The three principal characteristics of a secure medical system are confidentiality, integrity and availability. The following techniques have the ability to provide the first two of these characteristics.

  • Inclusion of patient data in watermarks The encryption of patient information and its embedding in a signal or image helps ensure that the medical information remains associated with the patient while stored.
  • Digital watermarking of medical images This technique is used for the purpose of preventing fraud or modification of medical images during transmission.
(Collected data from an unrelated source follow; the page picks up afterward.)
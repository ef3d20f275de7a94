use chrono::{DateTime, Utc};
use serde::{Deserialize, Serialize};
use uuid::Uuid;

use crate::models::portfolio::AllocationSlice;
use crate::models::api::TradingAction;

/// Allocation snapshots taken around a rebalance, for before/after display.
#[derive(Debug, Clone, Serialize, Deserialize, PartialEq)]
pub struct PortfolioChange {
    pub before: Vec<AllocationSlice>,
    pub after: Vec<AllocationSlice>,
}

/// A market insight that was applied (or considered) for the active
/// portfolio. Immutable once created; new insights are appended to the log.
#[derive(Debug, Clone, Serialize, Deserialize)]
#[serde(rename_all = "camelCase")]
pub struct Insight {
    pub id: Uuid,
    pub url: String,
    pub title: String,
    pub impact: String,
    pub date: DateTime<Utc>,
    #[serde(skip_serializing_if = "Option::is_none")]
    pub portfolio_change: Option<PortfolioChange>,
}

/// Result of running a market-insight URL through the recommendation API.
///
/// `applicable == false` is a first-class outcome (the URL was not
/// finance-relevant), not an error.
#[derive(Debug, Clone, Serialize, Deserialize)]
#[serde(rename_all = "camelCase")]
pub struct InsightAnalysis {
    pub title: String,
    pub description: String,
    pub confidence: u8,
    pub trading_actions: Vec<TradingAction>,
    pub applicable: bool,
}
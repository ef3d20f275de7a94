use chrono::Utc;
use rand::rngs::StdRng;
use rand::{Rng, SeedableRng};
use uuid::Uuid;

use crate::external::api::{AdvisorApi, ApiError};
use crate::models::api::RecommendationResponse;
use crate::models::insight::{Insight, InsightAnalysis, PortfolioChange};
use crate::models::portfolio::{AllocationSlice, Portfolio};

/// How a rebalance-flagged template perturbs the allocation.
#[derive(Debug, Clone, Copy)]
enum ShiftRule {
    /// Move weight from the first entry matching `from` to the first entry
    /// matching `to` (case-insensitive substring on the asset name).
    Between {
        from: &'static str,
        to: &'static str,
    },
    /// Generic fallback: move weight from the first entry to the second.
    FirstTwo,
}

struct InsightTemplate {
    title: &'static str,
    impact: &'static str,
    rule: Option<ShiftRule>,
}

const TEMPLATES: &[InsightTemplate] = &[
    InsightTemplate {
        title: "Fed signals rate cuts ahead",
        impact: "Lower rates favor equities over fixed income; a small shift out of bonds is warranted.",
        rule: Some(ShiftRule::Between {
            from: "bond",
            to: "stock",
        }),
    },
    InsightTemplate {
        title: "Inflation print comes in hot",
        impact: "Sticky inflation argues for trimming equity exposure in favor of bonds.",
        rule: Some(ShiftRule::Between {
            from: "stock",
            to: "bond",
        }),
    },
    InsightTemplate {
        title: "Emerging markets rally on trade agreement",
        impact: "Improved trade terms favor emerging markets relative to developed international.",
        rule: Some(ShiftRule::Between {
            from: "international",
            to: "emerging",
        }),
    },
    InsightTemplate {
        title: "Volatility spike across major indices",
        impact: "Broad de-risking: nudge weight from the largest sleeve to the second.",
        rule: Some(ShiftRule::FirstTwo),
    },
    InsightTemplate {
        title: "Earnings season beats expectations",
        impact: "Results confirm current positioning; no rebalance needed.",
        rule: None,
    },
    InsightTemplate {
        title: "No significant market-moving news",
        impact: "Markets are quiet; the current allocation remains appropriate.",
        rule: None,
    },
];

/// Simulates market insights and gates the API-driven analysis step.
///
/// The rng is held by the engine rather than drawn ambiently so tests can
/// seed it and so the rebalance/no-rebalance branches can be exercised
/// deterministically.
pub struct InsightEngine {
    rng: StdRng,
    analysis_started: bool,
}

impl InsightEngine {
    pub fn new() -> Self {
        Self {
            rng: StdRng::from_os_rng(),
            analysis_started: false,
        }
    }

    pub fn with_seed(seed: u64) -> Self {
        Self {
            rng: StdRng::seed_from_u64(seed),
            analysis_started: false,
        }
    }

    /// One-shot latch for the API analysis step. Returns true exactly once
    /// per cycle; call `reset_analysis` when a new render cycle starts.
    pub fn begin_analysis(&mut self) -> bool {
        if self.analysis_started {
            return false;
        }
        self.analysis_started = true;
        true
    }

    pub fn reset_analysis(&mut self) {
        self.analysis_started = false;
    }

    /// Local simulation mode: picks a canned insight at random and, when the
    /// template calls for it, shifts 2–3 percentage points inside the
    /// portfolio's allocation, recording before/after snapshots.
    pub fn simulate(&mut self, portfolio: &mut Portfolio, url: &str) -> Insight {
        let idx = self.rng.random_range(0..TEMPLATES.len());
        let points = self.rng.random_range(2..=3) as f64;
        self.apply_template(portfolio, url, idx, points)
    }

    pub(crate) fn apply_template(
        &mut self,
        portfolio: &mut Portfolio,
        url: &str,
        template_idx: usize,
        points: f64,
    ) -> Insight {
        let template = &TEMPLATES[template_idx];
        let portfolio_change = template.rule.and_then(|rule| {
            let before = portfolio.allocation.clone();
            if shift_allocation(&mut portfolio.allocation, rule, points) {
                Some(PortfolioChange {
                    before,
                    after: portfolio.allocation.clone(),
                })
            } else {
                None
            }
        });

        Insight {
            id: Uuid::new_v4(),
            url: url.to_string(),
            title: template.title.to_string(),
            impact: template.impact.to_string(),
            date: Utc::now(),
            portfolio_change,
        }
    }
}

impl Default for InsightEngine {
    fn default() -> Self {
        Self::new()
    }
}

/// Moves `points` of weight between two slices per the rule, clamping at the
/// donor's current weight. Returns false when no move was possible.
fn shift_allocation(allocation: &mut [AllocationSlice], rule: ShiftRule, points: f64) -> bool {
    let pair = match rule {
        ShiftRule::Between { from, to } => {
            match (find_slice(allocation, from), find_slice(allocation, to)) {
                (Some(a), Some(b)) if a != b => Some((a, b)),
                // Named pair not present in this portfolio: fall back to the
                // generic shift rather than doing nothing.
                _ => first_two(allocation),
            }
        }
        ShiftRule::FirstTwo => first_two(allocation),
    };
    let Some((from_idx, to_idx)) = pair else {
        return false;
    };

    let amount = points.min(allocation[from_idx].percentage);
    if amount <= 0.0 {
        return false;
    }
    allocation[from_idx].percentage -= amount;
    allocation[to_idx].percentage += amount;
    true
}

fn find_slice(allocation: &[AllocationSlice], keyword: &str) -> Option<usize> {
    allocation
        .iter()
        .position(|s| s.asset_name.to_lowercase().contains(keyword))
}

fn first_two(allocation: &[AllocationSlice]) -> Option<(usize, usize)> {
    if allocation.len() >= 2 {
        Some((0, 1))
    } else {
        None
    }
}

/// Builds the analysis result from a recommendation response.
///
/// A set `failure` field means the URL was not usable financial content;
/// that is a first-class "not applicable" outcome with zero confidence and
/// no trading actions, never an error.
pub fn analysis_from_recommendation(resp: &RecommendationResponse) -> InsightAnalysis {
    if let Some(failure) = &resp.url_insights.failure {
        return InsightAnalysis {
            title: if resp.url_insights.title.is_empty() {
                "Not applicable".to_string()
            } else {
                resp.url_insights.title.clone()
            },
            description: failure.clone(),
            confidence: 0,
            trading_actions: Vec::new(),
            applicable: false,
        };
    }
    InsightAnalysis {
        title: resp.url_insights.title.clone(),
        description: resp.url_insights.description.clone(),
        confidence: if resp.trading_actions.is_empty() { 0 } else { 85 },
        trading_actions: resp.trading_actions.clone(),
        applicable: true,
    }
}

/// API-driven mode: ships the insight URL to the recommendation endpoint and
/// synthesizes the analysis. Takes no portfolio action; executing trades is
/// a separate, explicitly confirmed step.
pub async fn analyze_via_api(
    api: &dyn AdvisorApi,
    portfolio_api_id: &str,
    market_insight_url: &str,
) -> Result<InsightAnalysis, ApiError> {
    let resp = api.analyze_insight(portfolio_api_id, market_insight_url).await?;
    Ok(analysis_from_recommendation(&resp))
}

#[cfg(test)]
mod tests {
    use super::*;
    use crate::models::api::{TradingAction, UrlInsights};
    use crate::models::questionnaire::QuestionnaireAnswers;
    use crate::services::allocation::generate_portfolio;

    fn test_portfolio() -> Portfolio {
        generate_portfolio(&QuestionnaireAnswers {
            goal: "preserve".into(),
            time_horizon: "5-10".into(),
            risk_tolerance: "low".into(),
            experience: "basic".into(),
            income: "50k-100k".into(),
            net_worth: "100k-500k".into(),
            liquidity_needs: "low".into(),
            insights_opt_in: "yes".into(),
            sectors: None,
            restrictions: None,
        })
    }

    #[test]
    fn rebalance_template_records_before_and_after() {
        let mut portfolio = test_portfolio();
        let mut engine = InsightEngine::with_seed(1);
        // Template 0 shifts bond -> stock
        let insight = engine.apply_template(&mut portfolio, "https://example.com/fed", 0, 3.0);
        let change = insight.portfolio_change.expect("rebalance template must record a change");
        assert_eq!(change.before[0].percentage, 50.0);
        assert_eq!(change.after[0].percentage, 47.0);
        let stocks = change
            .after
            .iter()
            .find(|s| s.asset_name.to_lowercase().contains("stock"))
            .unwrap();
        assert_eq!(stocks.percentage, 18.0);
        // Total weight is conserved by the shift
        let total: f64 = change.after.iter().map(|s| s.percentage).sum();
        assert_eq!(total, 100.0);
    }

    #[test]
    fn non_rebalance_template_leaves_portfolio_untouched() {
        let mut portfolio = test_portfolio();
        let before = portfolio.allocation.clone();
        let mut engine = InsightEngine::with_seed(1);
        let insight = engine.apply_template(&mut portfolio, "https://example.com/quiet", 5, 3.0);
        assert!(insight.portfolio_change.is_none());
        assert_eq!(portfolio.allocation, before);
    }

    #[test]
    fn missing_pair_falls_back_to_first_two_entries() {
        let mut portfolio = test_portfolio();
        // Template 2 wants international -> emerging, which this portfolio
        // does not hold; the generic first-two shift applies instead.
        let mut engine = InsightEngine::with_seed(7);
        let insight = engine.apply_template(&mut portfolio, "https://example.com/em", 2, 2.0);
        let change = insight.portfolio_change.unwrap();
        assert_eq!(change.after[0].percentage, 48.0);
        assert_eq!(change.after[1].percentage, 27.0);
    }

    #[test]
    fn simulate_always_conserves_total_weight() {
        for seed in 0..16 {
            let mut portfolio = test_portfolio();
            let mut engine = InsightEngine::with_seed(seed);
            engine.simulate(&mut portfolio, "https://example.com/news");
            let total: f64 = portfolio.allocation.iter().map(|s| s.percentage).sum();
            assert!((total - 100.0).abs() < 1e-9, "seed {} broke the total", seed);
        }
    }

    #[test]
    fn analysis_latch_fires_once_per_cycle() {
        let mut engine = InsightEngine::with_seed(0);
        assert!(engine.begin_analysis());
        assert!(!engine.begin_analysis());
        engine.reset_analysis();
        assert!(engine.begin_analysis());
    }

    #[test]
    fn failed_url_insights_yield_zero_confidence() {
        let resp = RecommendationResponse {
            url_insights: UrlInsights {
                title: String::new(),
                description: String::new(),
                failure: Some("Content is not finance-related".into()),
            },
            trading_actions: vec![TradingAction {
                action: "buy".into(),
                ticker: "VTI".into(),
                shares: 2.0,
            }],
        };
        let analysis = analysis_from_recommendation(&resp);
        assert_eq!(analysis.confidence, 0);
        assert!(analysis.trading_actions.is_empty());
        assert!(!analysis.applicable);
    }

    #[test]
    fn confidence_is_85_only_with_trading_actions() {
        let mut resp = RecommendationResponse {
            url_insights: UrlInsights {
                title: "Chip demand surges".into(),
                description: "Semis look strong".into(),
                failure: None,
            },
            trading_actions: vec![],
        };
        assert_eq!(analysis_from_recommendation(&resp).confidence, 0);
        resp.trading_actions.push(TradingAction {
            action: "buy".into(),
            ticker: "SMH".into(),
            shares: 1.0,
        });
        let analysis = analysis_from_recommendation(&resp);
        assert_eq!(analysis.confidence, 85);
        assert!(analysis.applicable);
    }
}
pub mod allocation;
pub mod auth_service;
pub mod insight;
pub mod normalize;
pub mod risk;
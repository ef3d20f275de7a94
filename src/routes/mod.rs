pub mod auth;
pub mod health;
pub mod profile;
use std::collections::HashMap;
use std::sync::Arc;

use parking_lot::RwLock;

use crate::models::auth::User;
use crate::services::auth_service::AuthService;

/// A registered user as the mock auth server stores it: public record plus
/// the argon2 hash. Nothing here survives a restart.
#[derive(Debug, Clone)]
pub struct StoredUser {
    pub user: User,
    pub password_hash: String,
}

/// Shared state of the mock auth server: an in-process user map keyed by
/// lowercased email, and the token service.
#[derive(Clone)]
pub struct AppState {
    pub users: Arc<RwLock<HashMap<String, StoredUser>>>,
    pub auth: Arc<AuthService>,
}

impl AppState {
    pub fn new(auth: AuthService) -> Self {
        Self {
            users: Arc::new(RwLock::new(HashMap::new())),
            auth: Arc::new(auth),
        }
    }
}
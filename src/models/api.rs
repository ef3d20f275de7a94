use chrono::{DateTime, Utc};
use serde::{Deserialize, Serialize};

use crate::models::portfolio::Portfolio;
use crate::models::questionnaire::QuestionnaireAnswers;

/// Body for `POST /portfolios` on the remote advisor API.
#[derive(Debug, Clone, Serialize, Deserialize)]
#[serde(rename_all = "camelCase")]
pub struct CreatePortfolioRequest {
    pub name: String,
    pub risk_score: f64,
    #[serde(flatten)]
    pub answers: QuestionnaireAnswers,
    #[serde(skip_serializing_if = "Option::is_none")]
    pub user_id: Option<String>,
}

/// One allocation row as the remote API represents it: keyed by asset class,
/// color optional.
#[derive(Debug, Clone, Serialize, Deserialize, PartialEq)]
#[serde(rename_all = "camelCase")]
pub struct ApiAllocation {
    pub asset_class: String,
    pub percentage: f64,
    #[serde(skip_serializing_if = "Option::is_none")]
    pub color: Option<String>,
}

/// A portfolio record as returned by the remote advisor API. Every field the
/// normalizer fills in is optional here; the server is free to omit any of
/// them and the client must still produce a complete `Portfolio`.
#[derive(Debug, Clone, Default, Serialize, Deserialize)]
#[serde(rename_all = "camelCase")]
pub struct PortfolioResponse {
    #[serde(skip_serializing_if = "Option::is_none")]
    pub id: Option<String>,
    #[serde(skip_serializing_if = "Option::is_none")]
    pub name: Option<String>,
    #[serde(skip_serializing_if = "Option::is_none")]
    pub allocation: Option<Vec<ApiAllocation>>,
    #[serde(skip_serializing_if = "Option::is_none")]
    pub reasoning: Option<String>,
    #[serde(skip_serializing_if = "Option::is_none")]
    pub expected_return: Option<f64>,
    #[serde(skip_serializing_if = "Option::is_none")]
    pub management_fee: Option<f64>,
    #[serde(skip_serializing_if = "Option::is_none")]
    pub risk_level: Option<String>,
    #[serde(skip_serializing_if = "Option::is_none")]
    pub risk_score: Option<f64>,
    #[serde(skip_serializing_if = "Option::is_none")]
    pub balance: Option<f64>,
    #[serde(skip_serializing_if = "Option::is_none")]
    pub risk_tolerance: Option<String>,
    #[serde(skip_serializing_if = "Option::is_none")]
    pub time_horizon: Option<String>,
    #[serde(skip_serializing_if = "Option::is_none")]
    pub goal: Option<String>,
    #[serde(skip_serializing_if = "Option::is_none")]
    pub sectors: Option<Vec<String>>,
    #[serde(skip_serializing_if = "Option::is_none")]
    pub restrictions: Option<Vec<String>>,
    #[serde(skip_serializing_if = "Option::is_none")]
    pub created_at: Option<DateTime<Utc>>,
    #[serde(skip_serializing_if = "Option::is_none")]
    pub updated_at: Option<DateTime<Utc>>,
    #[serde(skip_serializing_if = "Option::is_none")]
    pub user_id: Option<String>,
}

impl From<&Portfolio> for PortfolioResponse {
    /// Projects a normalized portfolio back into the wire shape. Used by
    /// `PUT /portfolios/{id}` bodies and by the normalizer's idempotence
    /// contract.
    fn from(p: &Portfolio) -> Self {
        PortfolioResponse {
            id: p.api_id.clone(),
            name: Some(p.name.clone()),
            allocation: Some(
                p.allocation
                    .iter()
                    .map(|slice| ApiAllocation {
                        asset_class: slice.asset_name.clone(),
                        percentage: slice.percentage,
                        color: Some(slice.color.clone()),
                    })
                    .collect(),
            ),
            reasoning: Some(p.reasoning.clone()),
            expected_return: Some(p.expected_return),
            management_fee: Some(p.management_fee),
            risk_level: Some(p.risk_level.label().to_string()),
            risk_score: Some(p.risk_score),
            balance: Some(p.balance),
            risk_tolerance: None,
            time_horizon: p.time_horizon.clone(),
            goal: None,
            sectors: p.sectors.clone(),
            restrictions: p.restrictions.clone(),
            created_at: p.created_at,
            updated_at: p.updated_at,
            user_id: p.user_id.clone(),
        }
    }
}

/// Narrative part of a recommendation response. `failure` set means the URL
/// was not usable financial content.
#[derive(Debug, Clone, Default, Serialize, Deserialize)]
pub struct UrlInsights {
    #[serde(default)]
    pub title: String,
    #[serde(default)]
    pub description: String,
    #[serde(default, skip_serializing_if = "Option::is_none")]
    pub failure: Option<String>,
}

#[derive(Debug, Clone, Serialize, Deserialize, PartialEq)]
pub struct TradingAction {
    pub action: String,
    pub ticker: String,
    pub shares: f64,
}

/// Response of the market-insight recommendation endpoint.
#[derive(Debug, Clone, Default, Serialize, Deserialize)]
pub struct RecommendationResponse {
    pub url_insights: UrlInsights,
    #[serde(default)]
    pub trading_actions: Vec<TradingAction>,
}
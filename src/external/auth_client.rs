use std::time::Duration;

use chrono::Utc;
use reqwest::StatusCode;
use tracing::info;

use crate::external::api::ApiError;
use crate::external::retry::retry_with_delay;
use crate::models::auth::{
    InvestmentProfile, LoginResponse, RegisterRequest, RegisterResponse, Session, User,
};

const LOGIN_RETRY_ATTEMPTS: u32 = 3;
const LOGIN_RETRY_DELAY: Duration = Duration::from_millis(500);

/// Client for the auth endpoints, holding the session in memory for the
/// lifetime of the process.
pub struct AuthClient {
    client: reqwest::Client,
    base_url: String,
    session: Option<Session>,
}

impl AuthClient {
    pub fn new(base_url: impl Into<String>) -> Self {
        Self {
            client: reqwest::Client::new(),
            base_url: base_url.into(),
            session: None,
        }
    }

    pub fn session(&self) -> Option<&Session> {
        self.session.as_ref()
    }

    pub fn bearer_token(&self) -> Option<&str> {
        self.session.as_ref().map(|s| s.access_token.as_str())
    }

    fn url(&self, path: &str) -> String {
        format!("{}{}", self.base_url.trim_end_matches('/'), path)
    }

    pub async fn register(&mut self, request: &RegisterRequest) -> Result<RegisterResponse, ApiError> {
        let resp = self
            .client
            .post(self.url("/auth/register"))
            .json(request)
            .send()
            .await
            .map_err(|e| ApiError::Network(e.to_string()))?;
        let status = resp.status();
        if !status.is_success() {
            let body = resp.text().await.unwrap_or_default();
            return Err(ApiError::BadStatus {
                status: status.as_u16(),
                body,
            });
        }
        let parsed: RegisterResponse = resp
            .json()
            .await
            .map_err(|e| ApiError::Parse(e.to_string()))?;

        // Some deployments hand back a token straight from registration.
        if let Some(token) = &parsed.access_token {
            self.store_session(
                token.clone(),
                parsed.token_type.clone().unwrap_or_else(|| "Bearer".into()),
                None,
                parsed.user.clone(),
            );
        }
        Ok(parsed)
    }

    /// Login is form-encoded, unlike every other endpoint. Both observed
    /// response shapes (nested token object and flat access_token) are
    /// accepted.
    pub async fn login(&mut self, email: &str, password: &str) -> Result<&Session, ApiError> {
        let resp = self
            .client
            .post(self.url("/auth/login"))
            .form(&[("email", email), ("password", password)])
            .send()
            .await
            .map_err(|e| ApiError::Network(e.to_string()))?;
        let status = resp.status();
        if status == StatusCode::UNAUTHORIZED {
            return Err(ApiError::Unauthorized);
        }
        if !status.is_success() {
            let body = resp.text().await.unwrap_or_default();
            return Err(ApiError::BadStatus {
                status: status.as_u16(),
                body,
            });
        }
        let parsed: LoginResponse = resp
            .json()
            .await
            .map_err(|e| ApiError::Parse(e.to_string()))?;

        let (token, token_type, expires_in) = match (&parsed.token, &parsed.access_token) {
            (Some(nested), _) => (
                nested.access_token.clone(),
                nested.token_type.clone(),
                Some(nested.expires_in),
            ),
            (None, Some(flat)) => (
                flat.clone(),
                parsed.token_type.clone().unwrap_or_else(|| "Bearer".into()),
                parsed.expires_in,
            ),
            (None, None) => {
                return Err(ApiError::Parse("login response carried no token".into()))
            }
        };
        self.store_session(token, token_type, expires_in, parsed.user.clone());
        info!("🔐 Logged in as {}", email);
        // store_session always sets the slot
        self.session
            .as_ref()
            .ok_or_else(|| ApiError::Parse("session missing after login".into()))
    }

    /// Registration followed by login can race the backend making the new
    /// account readable; this is the one place a bounded retry is allowed.
    pub async fn login_after_register(
        &mut self,
        email: &str,
        password: &str,
    ) -> Result<Session, ApiError> {
        let client = self.client.clone();
        let url = self.url("/auth/login");
        let email_owned = email.to_string();
        let password_owned = password.to_string();

        let parsed: LoginResponse = retry_with_delay(
            LOGIN_RETRY_ATTEMPTS,
            LOGIN_RETRY_DELAY,
            move || {
                let client = client.clone();
                let url = url.clone();
                let email = email_owned.clone();
                let password = password_owned.clone();
                async move {
                    let resp = client
                        .post(&url)
                        .form(&[("email", email.as_str()), ("password", password.as_str())])
                        .send()
                        .await
                        .map_err(|e| ApiError::Network(e.to_string()))?;
                    let status = resp.status();
                    if status == StatusCode::UNAUTHORIZED {
                        return Err(ApiError::Unauthorized);
                    }
                    if !status.is_success() {
                        let body = resp.text().await.unwrap_or_default();
                        return Err(ApiError::BadStatus {
                            status: status.as_u16(),
                            body,
                        });
                    }
                    resp.json::<LoginResponse>()
                        .await
                        .map_err(|e| ApiError::Parse(e.to_string()))
                }
            },
        )
        .await?;

        let (token, token_type, expires_in) = match (&parsed.token, &parsed.access_token) {
            (Some(nested), _) => (
                nested.access_token.clone(),
                nested.token_type.clone(),
                Some(nested.expires_in),
            ),
            (None, Some(flat)) => (
                flat.clone(),
                parsed.token_type.clone().unwrap_or_else(|| "Bearer".into()),
                parsed.expires_in,
            ),
            (None, None) => {
                return Err(ApiError::Parse("login response carried no token".into()))
            }
        };
        self.store_session(token, token_type, expires_in, parsed.user.clone());
        self.session
            .clone()
            .ok_or_else(|| ApiError::Parse("session missing after login".into()))
    }

    pub async fn me(&self) -> Result<User, ApiError> {
        let token = self.bearer_token().ok_or(ApiError::Unauthorized)?;
        let resp = self
            .client
            .get(self.url("/auth/me"))
            .bearer_auth(token)
            .send()
            .await
            .map_err(|e| ApiError::Network(e.to_string()))?;
        let status = resp.status();
        if status == StatusCode::UNAUTHORIZED {
            return Err(ApiError::Unauthorized);
        }
        if !status.is_success() {
            let body = resp.text().await.unwrap_or_default();
            return Err(ApiError::BadStatus {
                status: status.as_u16(),
                body,
            });
        }
        resp.json().await.map_err(|e| ApiError::Parse(e.to_string()))
    }

    pub async fn update_investment_profile(
        &self,
        profile: &InvestmentProfile,
    ) -> Result<User, ApiError> {
        let token = self.bearer_token().ok_or(ApiError::Unauthorized)?;
        let resp = self
            .client
            .patch(self.url("/user/investment-profile"))
            .bearer_auth(token)
            .json(profile)
            .send()
            .await
            .map_err(|e| ApiError::Network(e.to_string()))?;
        let status = resp.status();
        if status == StatusCode::UNAUTHORIZED {
            return Err(ApiError::Unauthorized);
        }
        if !status.is_success() {
            let body = resp.text().await.unwrap_or_default();
            return Err(ApiError::BadStatus {
                status: status.as_u16(),
                body,
            });
        }
        resp.json().await.map_err(|e| ApiError::Parse(e.to_string()))
    }

    pub fn logout(&mut self) {
        self.session = None;
        info!("🔓 Session cleared");
    }

    fn store_session(
        &mut self,
        access_token: String,
        token_type: String,
        expires_in: Option<i64>,
        user: Option<User>,
    ) {
        let expires_at = expires_in.map(|secs| Utc::now() + chrono::Duration::seconds(secs));
        self.session = Some(Session {
            access_token,
            token_type,
            expires_at,
            user,
        });
    }
}
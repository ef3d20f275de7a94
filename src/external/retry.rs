use std::future::Future;
use std::time::Duration;

use tracing::warn;

/// Runs `op` up to `attempts` times with a fixed delay between tries.
///
/// Deliberately no backoff growth and no jitter: this helper exists for
/// exactly one flow (logging in right after registration, where the account
/// may not be readable yet) and anything smarter would hide real failures.
pub async fn retry_with_delay<T, E, F, Fut>(
    attempts: u32,
    delay: Duration,
    mut op: F,
) -> Result<T, E>
where
    E: std::fmt::Display,
    F: FnMut() -> Fut,
    Fut: Future<Output = Result<T, E>>,
{
    let mut last_attempt = 1;
    loop {
        match op().await {
            Ok(value) => return Ok(value),
            Err(err) if last_attempt < attempts => {
                warn!(
                    "attempt {}/{} failed: {}; retrying in {:?}",
                    last_attempt, attempts, err, delay
                );
                tokio::time::sleep(delay).await;
                last_attempt += 1;
            }
            Err(err) => return Err(err),
        }
    }
}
The alteration needs to be such that no information in the region of interest is lost and so there is no potential effect on the final medical diagnosis [5].
  • Lossless compression of medical images Patient data and personal information, such as medical symptoms or date of birth, can be included in a compressed stream for transmission. This technique can not only improve security, but also reduces the bandwidth and storage capacity requirements.[5].
  • Reversible Watermarking A lossless watermarking technique can be used to capture identity without affecting the ability to restore the original image.[5]
RESEARCH OBJECTIVES

The current research aims to create a system to protect the data transmitted and stored as part of an e-Health project funded by the UK India Education and Research Initiative (UKIERI). The project aims to meet the following requirements.

  • Provide protection that identifies the data collected with the patient. It is likely that watermarking will be appropriate.
  • Prevent access to data while being transmitted over public networks. To achieve this, the system will probably need to encrypt data received from (a) a set of sensors monitoring vital signs such as temperature or ECG; (b) medical equipment such as an X-ray machine; and (c) entered directly by the doctor.  
  • Ensure that access to the information stored on the medical server is protected. The type of protection may be achieved by a username/password or using a biometric approach.
  • Provide a capacity to transmit data from the server to authorized users who connect using a mobile device or personal computer. This requirement implies that a solution is found that allows portability across a range of platforms.
CONCLUSION

This paper has presented a brief overview of the work required in order to secure the transmission and storage of data as part of an e-Health project. A number of techniques have been identified and the relevance to the project discussed.

REFERENCES

[1]  L. Huang, L. Tseng, and M. Hwang, “The Study on Data Hiding in Medical Images,” vol. 14, no. 6, pp. 301–309, 2012.

[2] D. Mulvaney, B. Woodward, S. Datta, P. Harvey, A. Vyas, B. Thakker, O. Farooq, and R. Istepanian, “Monitoring heart disease and diabetes with mobile internet communications.,” Int. J. Telemed. Appl., vol. 2012, p. 195970, Jan. 2012.

[3]  P. Harvey, B. Woodward, S. Datta, and D. Mulvaney, “Data acquisition in a wireless diabetic and cardiac monitoring system.,” Conf. Proc. IEEE Eng. Med. Biol. Soc., vol. 2011, pp. 3154–7, Jan. 2011.

[4]  D. Mulvaney, B. Woodward, S. Datta, P. Harvey, A. Vyas, B. Thakker, and O. Farooq, “Mobile communications for monitoring heart disease and diabetes.,” Conf. Proc. IEEE Eng. Med. Biol. Soc., vol. 2010, pp. 2208–10, Jan. 2010.

[5]  A. Mahmood, C. Obimbo, and R. Dony, “Improving the Security of the Medical Images,” vol. 4, no. 9, pp. 137–146, 2013.